Designed by St. Thomas architects Robert and Donna de Jongh, the kiosks will feature two information panels and a pedestal map. They will be placed near the entrances of the two campuses so that visitors can drive up and view the information. Robert de Jongh said the design is in keeping with the architecture of UVI and that the kiosks will help to define both campuses by creating obvious entry points for visitors.
Ragster said at some point in the future the kiosks might be made more technology oriented, but for now, given the potential for hurricane damage in the territory, the focus is on durability. They should be in place by mid-fall, she said.
In the 1980s, informational kiosks were installed on St. Thomas, St. John and St. Croix at strategic tourist areas such as airports and docks and downtown Charlotte Amalie by the old Commerce Department. They were eventually dismantled in the course of various renovation projects.
Ragster, a native of St. Thomas, has been with the University since the early 1980s. She holds a Ph.D. in biology from the University of California at San Diego and spent the first 10 years of her teaching career on the faculty of the then-College of the Virgin Islands and then UVI, eventually attaining a full professorship in the Marine Science Department. She was vice president for research and public service before being named senior vice president and provost.

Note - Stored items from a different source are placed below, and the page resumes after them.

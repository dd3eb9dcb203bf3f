use futures::stream::{self, StreamExt};
use std::fmt::Display;
use std::future::Future;
use std::time::Duration;
use tokio::time::{timeout, Instant};
use tracing::debug;

use crate::config::CascadeConfig;

/// Failure recorded for items never started because the deadline had passed
pub const DEADLINE_EXCEEDED: &str = "cascade deadline exceeded";

/// Bounds for a batch of independent remote calls
#[derive(Debug, Clone)]
pub struct FanoutConfig {
    /// Calls in flight at once
    pub concurrency: usize,
    pub call_timeout: Duration,
    /// Budget for a whole cascade, however many batches it runs
    pub deadline: Duration,
}

impl FanoutConfig {
    /// Deadline for a cascade starting now
    pub fn deadline_from_now(&self) -> Instant {
        Instant::now() + self.deadline
    }
}

impl From<&CascadeConfig> for FanoutConfig {
    fn from(config: &CascadeConfig) -> Self {
        Self {
            concurrency: config.concurrency.max(1),
            call_timeout: config.call_timeout(),
            deadline: config.deadline(),
        }
    }
}

#[derive(Debug, Clone)]
pub struct FanoutReport<K> {
    pub succeeded: Vec<K>,
    pub failed: Vec<(K, String)>,
}

impl<K> FanoutReport<K> {
    pub fn total(&self) -> usize {
        self.succeeded.len() + self.failed.len()
    }

    /// True when there was work and none of it succeeded
    pub fn all_failed(&self) -> bool {
        !self.failed.is_empty() && self.succeeded.is_empty()
    }

    pub fn failure_messages(&self) -> Vec<String>
    where
        K: Display,
    {
        self.failed.iter().map(|(k, e)| format!("{}: {}", k, e)).collect()
    }
}

/// Run `op` over every item with at most `concurrency` in flight.
///
/// Each call is bounded by the per-call timeout and by what remains until
/// `deadline`. Items reached after the deadline are failed without being
/// started. A failure never stops the rest of the batch.
pub async fn fan_out<K, I, F, Fut, E>(items: I, config: &FanoutConfig, deadline: Instant, op: F) -> FanoutReport<K>
where
    I: IntoIterator<Item = K>,
    K: Clone,
    F: Fn(K) -> Fut,
    Fut: Future<Output = Result<(), E>>,
    E: Display,
{
    let op = &op;

    let results: Vec<(K, Result<(), String>)> = stream::iter(items)
        .map(|item| async move {
            let now = Instant::now();
            if now >= deadline {
                return (item, Err(DEADLINE_EXCEEDED.to_string()));
            }

            let budget = config.call_timeout.min(deadline - now);
            let outcome = match timeout(budget, op(item.clone())).await {
                Ok(Ok(())) => Ok(()),
                Ok(Err(err)) => Err(err.to_string()),
                Err(_) => Err(format!("timed out after {}ms", budget.as_millis())),
            };
            (item, outcome)
        })
        .buffer_unordered(config.concurrency.max(1))
        .collect()
        .await;

    let mut report = FanoutReport {
        succeeded: Vec::new(),
        failed: Vec::new(),
    };
    for (item, outcome) in results {
        match outcome {
            Ok(()) => report.succeeded.push(item),
            Err(err) => report.failed.push((item, err)),
        }
    }
    debug!(total = report.total(), failed = report.failed.len(), "fan-out batch finished");
    report
}
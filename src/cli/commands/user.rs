use clap::Subcommand;
use serde_json::json;
use uuid::Uuid;

use super::parse_object;
use crate::cli::utils::*;
use crate::cli::{OutputFormat, Session};
use crate::database::models::User;
use crate::services::{CreateUserRequest, UpdateUserRequest};

#[derive(Subcommand)]
pub enum UserCommands {
    #[command(about = "Create a user and add it to an organization")]
    Create {
        #[arg(help = "Primary email")]
        email: String,

        #[arg(help = "Display name")]
        name: String,

        #[arg(long, help = "Remote ID of the organization the user joins")]
        org: String,

        #[arg(long, help = "Username (derived from the email when omitted)")]
        username: Option<String>,

        #[arg(long)]
        phone: Option<String>,

        #[arg(long, env = "ORGSYNC_USER_PASSWORD", hide_env_values = true)]
        password: Option<String>,

        #[arg(long = "role", help = "Remote role ID to assign; repeatable")]
        roles: Vec<String>,

        #[arg(long, help = "Additional attributes as a JSON object")]
        data: Option<String>,
    },

    #[command(about = "Update a user's profile")]
    Update {
        #[arg(help = "Local user ID")]
        id: Uuid,

        #[arg(long)]
        name: Option<String>,

        #[arg(long)]
        email: Option<String>,

        #[arg(long)]
        phone: Option<String>,

        #[arg(long, help = "Attributes to merge as a JSON object")]
        data: Option<String>,
    },

    #[command(about = "Delete a user")]
    Delete { id: Uuid },

    #[command(about = "Suspend a single user")]
    Suspend { id: Uuid },

    #[command(about = "Reactivate a single user")]
    Reactivate { id: Uuid },
}

pub async fn handle(cmd: UserCommands, session: &Session) -> anyhow::Result<()> {
    let users = &session.services.users;
    let format = &session.format;

    match cmd {
        UserCommands::Create {
            email,
            name,
            org,
            username,
            phone,
            password,
            roles,
            data,
        } => {
            let request = CreateUserRequest {
                username,
                email,
                name,
                phone,
                password,
                organization_id: org,
                role_ids: roles,
                custom_data: parse_object(data.as_deref())?,
            };
            let user = users.create_user(&session.actor, request).await?;
            print_user(format, &format!("Created user '{}'", user.username), &user)
        }

        UserCommands::Update {
            id,
            name,
            email,
            phone,
            data,
        } => {
            let custom_data = match data {
                Some(raw) => Some(parse_object(Some(&raw))?),
                None => None,
            };
            let request = UpdateUserRequest {
                name,
                email,
                phone,
                custom_data,
            };
            let user = users.update_user(&session.actor, id, request).await?;
            print_user(format, &format!("Updated user '{}'", user.username), &user)
        }

        UserCommands::Delete { id } => {
            users.delete_user(&session.actor, id).await?;
            output_success(format, &format!("Deleted user {}", id), Some(json!({ "id": id })))
        }

        UserCommands::Suspend { id } => {
            let user = users.suspend_user(&session.actor, id).await?;
            print_user(format, &format!("Suspended user '{}'", user.username), &user)
        }

        UserCommands::Reactivate { id } => {
            let user = users.reactivate_user(&session.actor, id).await?;
            print_user(format, &format!("Reactivated user '{}'", user.username), &user)
        }
    }
}

fn print_user(format: &OutputFormat, message: &str, user: &User) -> anyhow::Result<()> {
    if let OutputFormat::Text = format {
        println!("✓ {}", message);
        println!("  id:           {}", user.id);
        println!("  remote id:    {}", user.remote_id.as_deref().unwrap_or("-"));
        println!("  organization: {}", user.organization_id);
        return Ok(());
    }
    output_success(format, message, Some(json!({ "user": user })))
}
#[cfg(test)]
mod tests {
    use super::*;
    use crate::database::models::OrgAttributes;
    use crate::types::OrgKind;
    use serde_json::json;

    fn org(kind: OrgKind, vat: &str, parent: Option<&str>) -> Organization {
        let patch = json!({ "vat": vat }).as_object().cloned().unwrap();
        let attrs = OrgAttributes::for_create(kind, parent.map(str::to_string), Utc::now(), &patch).unwrap();
        Organization::draft("Acme", "", attrs, Utc::now())
    }

    #[tokio::test]
    async fn uncommitted_transaction_leaves_no_trace() {
        let store = MemoryStore::new();
        let o = org(OrgKind::Distributor, "V1", None);
        {
            let mut tx = store.begin().await.unwrap();
            tx.insert_organization(&o).await.unwrap();
        }
        assert!(store.get_organization(o.id).await.unwrap().is_none());

        let mut tx = store.begin().await.unwrap();
        tx.insert_organization(&o).await.unwrap();
        tx.mark_organization_synced(o.id, "remote-1", Utc::now()).await.unwrap();
        tx.commit().await.unwrap();

        let stored = store.get_organization(o.id).await.unwrap().unwrap();
        assert_eq!(stored.remote_id.as_deref(), Some("remote-1"));
        assert!(stored.synced_at.is_some());
    }

    #[tokio::test]
    async fn duplicate_vat_is_a_conflict() {
        let store = MemoryStore::new();
        let mut tx = store.begin().await.unwrap();
        tx.insert_organization(&org(OrgKind::Customer, "DUP", None)).await.unwrap();
        tx.commit().await.unwrap();

        let mut tx = store.begin().await.unwrap();
        let err = tx.insert_organization(&org(OrgKind::Customer, " DUP ", None)).await.unwrap_err();
        assert!(err.to_string().contains("VAT already exists"));

        // Same VAT under another kind is fine
        tx.insert_organization(&org(OrgKind::Reseller, "DUP", None)).await.unwrap();
    }

    #[tokio::test]
    async fn remote_id_is_assigned_once() {
        let store = MemoryStore::new();
        let o = org(OrgKind::Distributor, "V", None);
        let mut tx = store.begin().await.unwrap();
        tx.insert_organization(&o).await.unwrap();
        tx.mark_organization_synced(o.id, "r1", Utc::now()).await.unwrap();
        tx.mark_organization_synced(o.id, "r1", Utc::now()).await.unwrap();
        let err = tx.mark_organization_synced(o.id, "r2", Utc::now()).await.unwrap_err();
        assert!(matches!(err, StoreError::RemoteIdAlreadyAssigned { .. }));
    }

    #[tokio::test]
    async fn concurrent_transactions_do_not_clobber() {
        let store = MemoryStore::new();
        let a = org(OrgKind::Customer, "A", None);
        let b = org(OrgKind::Customer, "B", None);

        let mut tx_a = store.begin().await.unwrap();
        let mut tx_b = store.begin().await.unwrap();
        tx_a.insert_organization(&a).await.unwrap();
        tx_b.insert_organization(&b).await.unwrap();
        tx_a.commit().await.unwrap();
        tx_b.commit().await.unwrap();

        assert_eq!(store.organizations().len(), 2);
    }

    #[tokio::test]
    async fn injected_failures_are_consumed() {
        let store = MemoryStore::new();
        store.inject_failure(FailPoint::Begin, 1);
        assert!(store.begin().await.is_err());
        assert!(store.begin().await.is_ok());
    }
}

Initial plans called for her to succeed Orville Kean as president upon his retirement in September, but the changeover was moved up to Aug. 1 to allow the new administration to be in place for the start of the new academic year.
Among her goals as president, Ragster said Thursday, is helping to prepare a more technologically skilled Virgin Islands work force. Part and parcel of that goal is a planned community technology center on St. Croix where students and others can develop computer skills, she said. "The idea is to create a place where people can move their skills from zero to some level that will allow them to move into the work force," she said.
Also on the horizon for St. Croix is UVI's recently approved research and technology park. "This is a major undertaking for the university," Ragster said, "and we are going to see it to the end."